JS, johnsen score (Testicular biopsy score count); MI, meiotic index; SP, spermatogenesis; EH, epithelial height; STD, seminiferous tubules diameter; SeND, sertoli cell nucleus diameter; SpND, spermatogonia cell nucleus diameter; Con, control; E, Experiment.

Different alphabetic letters, show significant difference (P<0.05) between the experimental groups for each individual day (15, 30 and 60).
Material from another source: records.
//! 프로듀서/컨슈머 게이트웨이
//!
//! 두 게이트웨이 모두 생성 시 정지 상태이며, 시작된 뒤에만 송수신을 허용합니다.

use std::sync::{Arc, Mutex};
use std::time::Duration;

use tracing::debug;

use switchyard_core::error::RuntimeError;
use switchyard_core::exchange::Exchange;
use switchyard_core::runtime::{ConsumerGateway, ProducerGateway};
use switchyard_core::service::{BoxFuture, Service, ServiceStatus};

use crate::engine::Engine;

/// 게이트웨이 공통 상태
struct GatewayState {
    name: String,
    status: Mutex<ServiceStatus>,
}

impl GatewayState {
    fn new(name: String) -> Self {
        Self {
            name,
            status: Mutex::new(ServiceStatus::Stopped),
        }
    }

    fn status(&self) -> ServiceStatus {
        *self.status.lock().unwrap_or_else(|e| e.into_inner())
    }

    fn set(&self, status: ServiceStatus) {
        *self.status.lock().unwrap_or_else(|e| e.into_inner()) = status;
        debug!(service = %self.name, %status, "gateway status changed");
    }

    fn ensure_started(&self) -> Result<(), RuntimeError> {
        if self.status().is_started() {
            Ok(())
        } else {
            Err(RuntimeError::InvalidState {
                service: self.name.clone(),
                reason: "gateway is not started".to_owned(),
            })
        }
    }
}

/// 인메모리 프로듀서 게이트웨이
pub struct MemoryProducer {
    state: GatewayState,
    engine: Arc<Engine>,
}

impl MemoryProducer {
    pub(crate) fn new(context_name: &str, engine: Arc<Engine>) -> Self {
        Self {
            state: GatewayState::new(format!("{context_name}-producer")),
            engine,
        }
    }
}

impl Service for MemoryProducer {
    fn service_name(&self) -> &str {
        &self.state.name
    }

    fn status(&self) -> ServiceStatus {
        self.state.status()
    }

    fn start(&self) -> BoxFuture<'_, Result<(), RuntimeError>> {
        Box::pin(async move {
            self.state.set(ServiceStatus::Started);
            Ok(())
        })
    }

    fn stop(&self) -> BoxFuture<'_, Result<(), RuntimeError>> {
        Box::pin(async move {
            self.state.set(ServiceStatus::Stopped);
            Ok(())
        })
    }
}

impl ProducerGateway for MemoryProducer {
    fn send<'a>(
        &'a self,
        uri: &'a str,
        exchange: Exchange,
    ) -> BoxFuture<'a, Result<Exchange, RuntimeError>> {
        Box::pin(async move {
            self.state.ensure_started()?;
            self.engine.dispatch(uri.to_owned(), exchange).await
        })
    }
}

/// 인메모리 컨슈머 게이트웨이 (seda 큐 폴링)
pub struct MemoryConsumer {
    state: GatewayState,
    engine: Arc<Engine>,
}

impl MemoryConsumer {
    pub(crate) fn new(context_name: &str, engine: Arc<Engine>) -> Self {
        Self {
            state: GatewayState::new(format!("{context_name}-consumer")),
            engine,
        }
    }
}

impl Service for MemoryConsumer {
    fn service_name(&self) -> &str {
        &self.state.name
    }

    fn status(&self) -> ServiceStatus {
        self.state.status()
    }

    fn start(&self) -> BoxFuture<'_, Result<(), RuntimeError>> {
        Box::pin(async move {
            self.state.set(ServiceStatus::Started);
            Ok(())
        })
    }

    fn stop(&self) -> BoxFuture<'_, Result<(), RuntimeError>> {
        Box::pin(async move {
            self.state.set(ServiceStatus::Stopped);
            Ok(())
        })
    }
}

impl ConsumerGateway for MemoryConsumer {
    fn receive<'a>(
        &'a self,
        uri: &'a str,
        timeout: Duration,
    ) -> BoxFuture<'a, Result<Option<Exchange>, RuntimeError>> {
        Box::pin(async move {
            self.state.ensure_started()?;
            self.engine.poll(uri, timeout).await
        })
    }
}
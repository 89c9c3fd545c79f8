//! Orchestrator lifecycle state machine.
//!
//! ```text
//! Unstarted ──scan──▶ Initialized ──setup──▶ Active
//!                          ▲                   │
//!                          └─────teardown──────┘
//! (any) ──final_teardown──▶ TornDown
//! ```

use std::fmt;

use serde::Serialize;

/// Where an orchestrator is in its class run.
#[derive(Debug, Clone, Copy, PartialEq, Eq, Serialize)]
pub enum LifecycleState {
    /// Nothing scanned yet.
    Unstarted,
    /// Configuration scanned, no test method in flight.
    Initialized,
    /// A test method is running between setup and teardown.
    Active,
    /// Class-scope teardown finished. Terminal.
    TornDown,
}

impl LifecycleState {
    pub fn after_scan(self) -> Option<Self> {
        match self {
            Self::Unstarted => Some(Self::Initialized),
            _ => None,
        }
    }

    pub fn after_setup(self) -> Option<Self> {
        match self {
            Self::Initialized => Some(Self::Active),
            _ => None,
        }
    }

    pub fn after_teardown(self) -> Option<Self> {
        match self {
            Self::Active => Some(Self::Initialized),
            _ => None,
        }
    }

    pub fn is_terminal(self) -> bool {
        matches!(self, Self::TornDown)
    }
}

impl fmt::Display for LifecycleState {
    fn fmt(&self, f: &mut fmt::Formatter<'_>) -> fmt::Result {
        match self {
            Self::Unstarted => write!(f, "unstarted"),
            Self::Initialized => write!(f, "initialized"),
            Self::Active => write!(f, "active"),
            Self::TornDown => write!(f, "torn_down"),
        }
    }
}

/// How contexts are scoped for a class.
#[derive(Debug, Clone, Copy, PartialEq, Eq, Serialize)]
#[serde(rename_all = "snake_case")]
pub enum LifecycleMode {
    /// A fresh context per test method.
    PerTest,
    /// One context per class and worker, reset between methods.
    PerClass,
}

impl LifecycleMode {
    /// Metric label value.
    pub fn label(self) -> &'static str {
        match self {
            Self::PerTest => "per_test",
            Self::PerClass => "per_class",
        }
    }
}

impl fmt::Display for LifecycleMode {
    fn fmt(&self, f: &mut fmt::Formatter<'_>) -> fmt::Result {
        f.write_str(self.label())
    }
}
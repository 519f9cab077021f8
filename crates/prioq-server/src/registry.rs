//! Session registry.
//!
//! Maps each open client to its session. Entries are created by `open` and
//! destroyed by `close` (or idle expiry); lookups never create one.
//!
//! Each session sits behind its own mutex so the dispatcher can release the
//! registry before running a queue operation when per-session locking is
//! enabled. Under global locking the session mutex is always taken while the
//! registry guard is held and is never contended.

use std::{
    collections::HashMap,
    ops::Sub,
    sync::{Arc, Mutex, MutexGuard, PoisonError},
    time::Duration,
};

use prioq_core::{CapacityPolicy, ClientId, QueueError, Session};

/// Shared handle to one client's session.
pub type SessionHandle<I> = Arc<Mutex<Session<I>>>;

/// Lock a mutex, recovering the guard if a previous holder panicked.
///
/// Every session operation validates before it mutates, so a panic can
/// never leave a half-applied update behind.
pub(crate) fn lock<T>(mutex: &Mutex<T>) -> MutexGuard<'_, T> {
    mutex.lock().unwrap_or_else(PoisonError::into_inner)
}

/// Registry of open sessions, keyed by client id.
#[derive(Debug)]
pub struct SessionRegistry<I> {
    sessions: HashMap<ClientId, SessionHandle<I>>,
}

impl<I> Default for SessionRegistry<I> {
    fn default() -> Self {
        Self { sessions: HashMap::new() }
    }
}

impl<I> SessionRegistry<I>
where
    I: Copy + Ord + Sub<Output = Duration>,
{
    /// Create an empty registry.
    pub fn new() -> Self {
        Self::default()
    }

    /// Open a fresh `Uninitialized` session for `client_id`.
    ///
    /// # Errors
    ///
    /// - `QueueError::AlreadyOpen` if the client already has a session
    pub fn open(
        &mut self,
        client_id: ClientId,
        policy: CapacityPolicy,
        now: I,
    ) -> Result<SessionHandle<I>, QueueError> {
        if self.sessions.contains_key(&client_id) {
            return Err(QueueError::AlreadyOpen);
        }

        let handle = Arc::new(Mutex::new(Session::new(client_id, policy, now)));
        self.sessions.insert(client_id, Arc::clone(&handle));
        Ok(handle)
    }

    /// Close `client_id`'s session, dropping its queue.
    ///
    /// # Errors
    ///
    /// - `QueueError::NotOpen` if the client has no session
    pub fn close(&mut self, client_id: ClientId) -> Result<(), QueueError> {
        self.sessions.remove(&client_id).map(drop).ok_or(QueueError::NotOpen)
    }

    /// Session for `client_id`. `None` if the client has no session.
    pub fn find(&self, client_id: ClientId) -> Option<SessionHandle<I>> {
        self.sessions.get(&client_id).cloned()
    }

    /// Whether `client_id` has a session.
    pub fn contains(&self, client_id: ClientId) -> bool {
        self.sessions.contains_key(&client_id)
    }

    /// Number of open sessions.
    pub fn len(&self) -> usize {
        self.sessions.len()
    }

    /// Whether no sessions are open.
    pub fn is_empty(&self) -> bool {
        self.sessions.is_empty()
    }

    /// Close every session idle for at least `timeout` as of `now`.
    ///
    /// Returns the ids that were closed.
    pub fn expire_idle(&mut self, now: I, timeout: Duration) -> Vec<ClientId> {
        let expired: Vec<ClientId> = self
            .sessions
            .iter()
            .filter(|(_, handle)| lock(handle).idle_for(now) >= timeout)
            .map(|(client_id, _)| *client_id)
            .collect();

        for client_id in &expired {
            self.sessions.remove(client_id);
        }
        expired
    }

    /// Close every session. Returns how many were open.
    pub fn clear(&mut self) -> usize {
        let count = self.sessions.len();
        self.sessions.clear();
        count
    }
}

#[cfg(test)]
mod tests {
    use std::time::Instant;

    use super::*;

    #[test]
    fn open_twice_is_already_open() {
        let mut registry = SessionRegistry::new();
        let now = Instant::now();

        registry.open(1, CapacityPolicy::Redeclare, now).unwrap();
        let second = registry.open(1, CapacityPolicy::Redeclare, now);

        assert_eq!(second.err(), Some(QueueError::AlreadyOpen));
        assert_eq!(registry.len(), 1);
    }

    #[test]
    fn close_unknown_is_not_open() {
        let mut registry: SessionRegistry<Instant> = SessionRegistry::new();
        assert_eq!(registry.close(42), Err(QueueError::NotOpen));
    }

    #[test]
    fn close_removes_entry_and_allows_reopen() {
        let mut registry = SessionRegistry::new();
        let now = Instant::now();

        let handle = registry.open(7, CapacityPolicy::Redeclare, now).unwrap();
        lock(&handle).set_capacity(3).unwrap();

        registry.close(7).unwrap();
        assert!(registry.find(7).is_none());
        assert_eq!(registry.close(7), Err(QueueError::NotOpen));

        // A reopened client starts from scratch.
        let handle = registry.open(7, CapacityPolicy::Redeclare, now).unwrap();
        assert_eq!(lock(&handle).info(), Err(QueueError::NotInitialized));
    }

    #[test]
    fn find_never_creates() {
        let registry: SessionRegistry<Instant> = SessionRegistry::new();
        assert!(registry.find(3).is_none());
        assert!(registry.is_empty());
    }

    #[test]
    fn find_shares_the_same_session() {
        let mut registry = SessionRegistry::new();
        registry.open(5, CapacityPolicy::Redeclare, Instant::now()).unwrap();

        let a = registry.find(5).unwrap();
        let b = registry.find(5).unwrap();
        lock(&a).set_capacity(4).unwrap();
        assert_eq!(lock(&b).info(), Ok((0, 4)));
    }

    #[test]
    fn expire_idle_closes_only_stale_sessions() {
        let mut registry = SessionRegistry::new();
        let start = Instant::now();

        registry.open(1, CapacityPolicy::Redeclare, start).unwrap();
        let active = registry.open(2, CapacityPolicy::Redeclare, start).unwrap();

        let later = start + Duration::from_secs(30);
        lock(&active).touch(later);

        let expired = registry.expire_idle(later, Duration::from_secs(10));
        assert_eq!(expired, vec![1]);
        assert!(registry.contains(2));
        assert!(!registry.contains(1));
    }

    #[test]
    fn clear_closes_everything() {
        let mut registry = SessionRegistry::new();
        let now = Instant::now();
        for id in 0..4 {
            registry.open(id, CapacityPolicy::Once, now).unwrap();
        }

        assert_eq!(registry.len(), 4);

        assert_eq!(registry.clear(), 4);
        assert!(registry.is_empty());
        assert!((0..4).all(|id| registry.find(id).is_none()));
    }
}
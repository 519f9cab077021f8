//! Fuzz target for the Connection state machine
//!
//! Feeds arbitrary frame sequences from several connections into one
//! dispatcher.
//!
//! # Invariants
//!
//! - Every request frame gets exactly one reply, unless the connection closes
//! - A client id is bound to at most one connection at a time
//! - Disconnecting every connection leaves the registry empty

#![no_main]

use std::{collections::HashMap, sync::Arc};

use arbitrary::Arbitrary;
use libfuzzer_sys::fuzz_target;
use prioq_proto::{Frame, StatusCode};
use prioq_server::{
    Connection, ConnectionAction, ConnectionState, Dispatcher, DispatcherConfig, LockingMode,
    SystemEnv,
};

#[derive(Debug, Clone, Arbitrary)]
struct Step {
    connection: u8,
    frame: FrameChoice,
}

#[derive(Debug, Clone, Arbitrary)]
enum FrameChoice {
    Open(u8),
    OpenRaw(Vec<u8>),
    Close,
    Write(Vec<u8>),
    Read(u16),
    Invoke { code: u16, arg: Vec<u8> },
    Reply(u16),
}

impl FrameChoice {
    fn build(self) -> Frame {
        match self {
            Self::Open(client_id) => Frame::open(u64::from(client_id % 4)),
            Self::OpenRaw(payload) => Frame::new(Frame::open(0).header, payload),
            Self::Close => Frame::close(),
            Self::Write(payload) => Frame::write(payload),
            Self::Read(len) => Frame::read(len),
            Self::Invoke { code, arg } => Frame::invoke_raw(code, arg),
            Self::Reply(code) => {
                Frame::reply(StatusCode::try_from(code % 11).unwrap_or(StatusCode::Ok), Vec::new())
            },
        }
    }
}

fuzz_target!(|input: (bool, Vec<Step>)| {
    let (per_session, steps) = input;
    let locking = if per_session { LockingMode::PerSession } else { LockingMode::Global };
    let dispatcher =
        Arc::new(Dispatcher::new(SystemEnv::new(), DispatcherConfig { locking, ..Default::default() }));

    let mut connections: HashMap<u8, Connection<SystemEnv>> = HashMap::new();

    for step in steps {
        let id = step.connection % 4;
        let connection = connections
            .entry(id)
            .or_insert_with(|| Connection::new(u64::from(id), Arc::clone(&dispatcher)));

        if connection.state() == ConnectionState::Closed {
            continue;
        }

        let actions = connection.handle_frame(&step.frame.build());
        let replies =
            actions.iter().filter(|a| matches!(a, ConnectionAction::SendFrame(_))).count();
        let closes = actions.iter().filter(|a| matches!(a, ConnectionAction::Close { .. })).count();
        assert!(replies + closes == 1, "one reply or one close per frame: {actions:?}");

        let mut bound: Vec<u64> = connections.values().filter_map(Connection::client_id).collect();
        bound.sort_unstable();
        let before = bound.len();
        bound.dedup();
        assert_eq!(before, bound.len(), "client id bound twice");
    }

    for connection in connections.values_mut() {
        connection.disconnect();
    }
    assert_eq!(dispatcher.session_count(), 0);
});
//! Protocol-level errors.
//!
//! These cover structural problems with frames only. A well-formed frame that
//! asks for something the session cannot do is not a protocol error; it gets a
//! `Reply` carrying a non-zero [`crate::StatusCode`].

use thiserror::Error;

/// Result alias for wire operations.
pub type Result<T> = std::result::Result<T, ProtocolError>;

/// Errors raised while parsing or building frames.
#[derive(Error, Debug, Clone, PartialEq, Eq)]
pub enum ProtocolError {
    /// Buffer is shorter than a frame header
    #[error("frame too short: expected at least {expected} bytes, got {actual}")]
    FrameTooShort {
        /// Minimum number of bytes required
        expected: usize,
        /// Bytes actually available
        actual: usize,
    },

    /// Header claims more payload than the buffer holds
    #[error("frame truncated: header claims {expected} payload bytes, got {actual}")]
    FrameTruncated {
        /// Payload size claimed by the header
        expected: usize,
        /// Payload bytes actually available
        actual: usize,
    },

    /// Magic number does not match
    #[error("invalid magic number")]
    InvalidMagic,

    /// Protocol version is not supported
    #[error("unsupported protocol version: {0}")]
    UnsupportedVersion(u8),

    /// Frame kind byte is not a known [`crate::FrameKind`]
    #[error("unknown frame kind: {0:#04x}")]
    UnknownFrameKind(u8),

    /// Payload exceeds the protocol limit
    #[error("payload too large: {size} bytes (max {max})")]
    PayloadTooLarge {
        /// Payload size in bytes
        size: usize,
        /// Maximum allowed payload size
        max: usize,
    },

    /// Command code is not a known [`crate::Command`]
    #[error("unknown command code: {0:#06x}")]
    UnknownCommand(u16),

    /// Status code is not a known [`crate::StatusCode`]
    #[error("unknown status code: {0}")]
    UnknownStatus(u16),

    /// Fixed-size payload has the wrong length
    #[error("payload size mismatch: expected {expected} bytes, got {actual}")]
    PayloadSize {
        /// Required payload size
        expected: usize,
        /// Payload size received
        actual: usize,
    },
}
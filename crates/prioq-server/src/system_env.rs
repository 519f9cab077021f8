//! Production Environment implementation using system time and RNG.
//!
//! - Real system time (`std::time::Instant`) for session activity
//! - OS randomness (getrandom) for connection ids
//! - Tokio sleep for the idle sweeper

use std::time::Duration;

use prioq_core::env::Environment;

/// Production environment using system time and OS randomness.
///
/// # Panics
///
/// `random_bytes` panics if the OS RNG fails. Connection ids are only used to
/// correlate log lines, but an OS without a working RNG is not one the server
/// should keep running on.
#[derive(Debug, Clone, Copy, Default)]
pub struct SystemEnv;

impl SystemEnv {
    /// Create a new system environment.
    #[must_use]
    pub fn new() -> Self {
        Self
    }
}

impl Environment for SystemEnv {
    type Instant = std::time::Instant;

    fn now(&self) -> Self::Instant {
        std::time::Instant::now()
    }

    fn sleep(&self, duration: Duration) -> impl std::future::Future<Output = ()> + Send {
        tokio::time::sleep(duration)
    }

    #[allow(clippy::expect_used)]
    fn random_bytes(&self, buffer: &mut [u8]) {
        getrandom::fill(buffer).expect("invariant: OS RNG is available");
    }
}
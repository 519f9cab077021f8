//! Core logic for the prioq queue service.
//!
//! Everything in this crate is pure: no I/O, no locks, no clock reads. The
//! server crate owns concurrency and transport and feeds this crate typed
//! requests.
//!
//! # Layers
//!
//! - [`heap::PriorityHeap`]: bounded binary min-heap keyed by
//!   (priority, insertion sequence) with O(n) maximum extraction
//! - [`session::Session`]: per-client protocol state machine that owns one
//!   heap and enforces capacity → value → priority ordering
//! - [`protocol`]: the two wire shapes (streaming and command-coded) decoded
//!   into one [`Operation`] vocabulary
//! - [`env::Environment`]: clock and randomness abstraction so activity
//!   tracking can run on virtual time in tests

#![forbid(unsafe_code)]
#![deny(missing_docs)]

pub mod env;
pub mod error;
pub mod heap;
mod operation;
pub mod protocol;
pub mod session;

pub use error::QueueError;
pub use heap::{Element, PriorityHeap};
pub use operation::{Operation, Reply};
pub use protocol::{CommandAdapter, ProtocolAdapter, Request, StreamingAdapter};
pub use session::{CapacityPolicy, Phase, Session};

/// Identity of a client as supplied by the transport.
pub type ClientId = u64;
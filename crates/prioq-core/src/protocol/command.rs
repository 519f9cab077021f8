//! Command-coded request shape.
//!
//! Each [`Command`] has a fixed argument size and a fixed result size. The
//! session phase does not affect decoding; phase errors come from the
//! session itself.

use bytes::Bytes;
use prioq_proto::Command;

use super::{ProtocolAdapter, Request, encode_reply, read_i32};
use crate::{Operation, Reply, error::QueueError, session::Phase};

/// Adapter for `Invoke` requests.
#[derive(Debug, Clone, Copy, Default)]
pub struct CommandAdapter;

impl ProtocolAdapter for CommandAdapter {
    fn decode(&self, _phase: Phase, request: &Request) -> Result<Operation, QueueError> {
        let Request::Invoke { code, arg } = request else {
            return Err(QueueError::InvalidArgument);
        };

        let command = Command::try_from(*code)?;
        if arg.len() != command.arg_size() {
            return Err(QueueError::InvalidArgument);
        }

        let operation = match command {
            Command::SetCapacity => Operation::SetCapacity(read_i32(arg)?),
            Command::InsertValue => Operation::SubmitValue(read_i32(arg)?),
            Command::InsertPriority => Operation::SubmitPriority(read_i32(arg)?),
            Command::GetInfo => Operation::GetInfo,
            Command::GetMin => Operation::ExtractMin,
            Command::GetMax => Operation::ExtractMax,
        };
        Ok(operation)
    }

    fn encode(&self, reply: &Reply) -> Bytes {
        encode_reply(reply)
    }
}
//! Command codes for the command-coded request shape.

use zerocopy::{FromBytes, Immutable, IntoBytes, KnownLayout};

use crate::errors::{ProtocolError, Result};

/// Command carried by an `Invoke` frame.
///
/// Codes are laid out as type `0x10` in the high byte and command number
/// `0x31..=0x36` in the low byte.
#[derive(Debug, Clone, Copy, PartialEq, Eq, Hash)]
#[repr(u16)]
pub enum Command {
    /// Declare queue capacity (arg: i32)
    SetCapacity = 0x1031,
    /// Submit the value half of an element (arg: i32)
    InsertValue = 0x1032,
    /// Submit the priority half of an element (arg: i32)
    InsertPriority = 0x1033,
    /// Query current size and capacity (result: [`QueueInfo`])
    GetInfo = 0x1034,
    /// Extract the minimum-priority value (result: i32)
    GetMin = 0x1035,
    /// Extract the maximum-priority value (result: i32)
    GetMax = 0x1036,
}

impl Command {
    /// Every command, in code order.
    pub const ALL: [Self; 6] = [
        Self::SetCapacity,
        Self::InsertValue,
        Self::InsertPriority,
        Self::GetInfo,
        Self::GetMin,
        Self::GetMax,
    ];

    /// Parse a command code. `None` if unrecognized.
    #[must_use]
    pub fn from_u16(code: u16) -> Option<Self> {
        Self::ALL.into_iter().find(|cmd| cmd.to_u16() == code)
    }

    /// Raw command code.
    #[must_use]
    pub fn to_u16(self) -> u16 {
        self as u16
    }

    /// Exact argument size in bytes.
    #[must_use]
    pub fn arg_size(self) -> usize {
        match self {
            Self::SetCapacity | Self::InsertValue | Self::InsertPriority => 4,
            Self::GetInfo | Self::GetMin | Self::GetMax => 0,
        }
    }

    /// Exact result size in bytes.
    #[must_use]
    pub fn result_size(self) -> usize {
        match self {
            Self::SetCapacity | Self::InsertValue | Self::InsertPriority => 0,
            Self::GetInfo => QueueInfo::SIZE,
            Self::GetMin | Self::GetMax => 4,
        }
    }
}

impl TryFrom<u16> for Command {
    type Error = ProtocolError;

    fn try_from(code: u16) -> Result<Self> {
        Self::from_u16(code).ok_or(ProtocolError::UnknownCommand(code))
    }
}

/// Result of [`Command::GetInfo`]: `{ size: i32, capacity: i32 }`, Big Endian.
#[repr(C, packed)]
#[derive(Clone, Copy, FromBytes, IntoBytes, KnownLayout, Immutable)]
pub struct QueueInfo {
    size: [u8; 4],
    capacity: [u8; 4],
}

impl QueueInfo {
    /// Size of the serialized struct (8 bytes)
    pub const SIZE: usize = 8;

    /// Build from element count and capacity.
    #[must_use]
    pub fn new(size: i32, capacity: i32) -> Self {
        Self { size: size.to_be_bytes(), capacity: capacity.to_be_bytes() }
    }

    /// Parse from exactly [`Self::SIZE`] bytes.
    pub fn from_bytes(bytes: &[u8]) -> Result<&Self> {
        Self::ref_from_bytes(bytes)
            .map_err(|_| ProtocolError::PayloadSize { expected: Self::SIZE, actual: bytes.len() })
    }

    /// Serialize to bytes.
    #[must_use]
    pub fn to_bytes(&self) -> [u8; Self::SIZE] {
        let mut arr = [0u8; Self::SIZE];
        arr.copy_from_slice(IntoBytes::as_bytes(self));
        arr
    }

    /// Number of elements currently queued.
    #[must_use]
    pub fn size(&self) -> i32 {
        i32::from_be_bytes(self.size)
    }

    /// Declared queue capacity.
    #[must_use]
    pub fn capacity(&self) -> i32 {
        i32::from_be_bytes(self.capacity)
    }
}

impl std::fmt::Debug for QueueInfo {
    fn fmt(&self, f: &mut std::fmt::Formatter<'_>) -> std::fmt::Result {
        f.debug_struct("QueueInfo")
            .field("size", &self.size())
            .field("capacity", &self.capacity())
            .finish()
    }
}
The other explanation about the adverse effects of long-term administration of leptin observed in the present study could be the negative effects of leptin on regulation of testicular steroidogenesis (49). In response to luteinizing hormone (LH)[NPSoft8], Leydig cells activate protein kinase A (PKA[NPSoft9])-dependent gene expression, which triggers the production of testosterone (44, 50). Testosterone is a key hormone for sertoli cells and maintain spermatogenic function (51). Previous reports have shown that leptin prevents division of prepubertal Leydig cells (52) and suppresses human chorionic gonadotropin (hCG)-stimulated[NPSoft10] testosterone secretion in rat Leydig cell culture; therefore, supports a role for leptin in the negative regulation of steroidogenesis (40, 42). Thus, gonadotropins and sex-steroid hormones are low in obese mice, and this is consistent with the described role for leptin in the regulation of the hypothalamic-pituitary-testis axis [NPSoft11](11, 53). Indirectly, leptin regulates the secretion of gonadotropin from hypothalamus by adjusting kisspeptins in the arcuate nucleus (54). Kisspeptins are proteins encoded by the Kiss 1 gene and transcribed as KiSS1 mRNA that exert their role via a G-protein-coupled receptor to stimulate GnRH release, thereby triggering the gonadotropin cascade (55).

Conclusion

Our results indicate that long-term administration of leptin is able to decrease male fertility by affecting germ cells and thereby spermatogenesis process.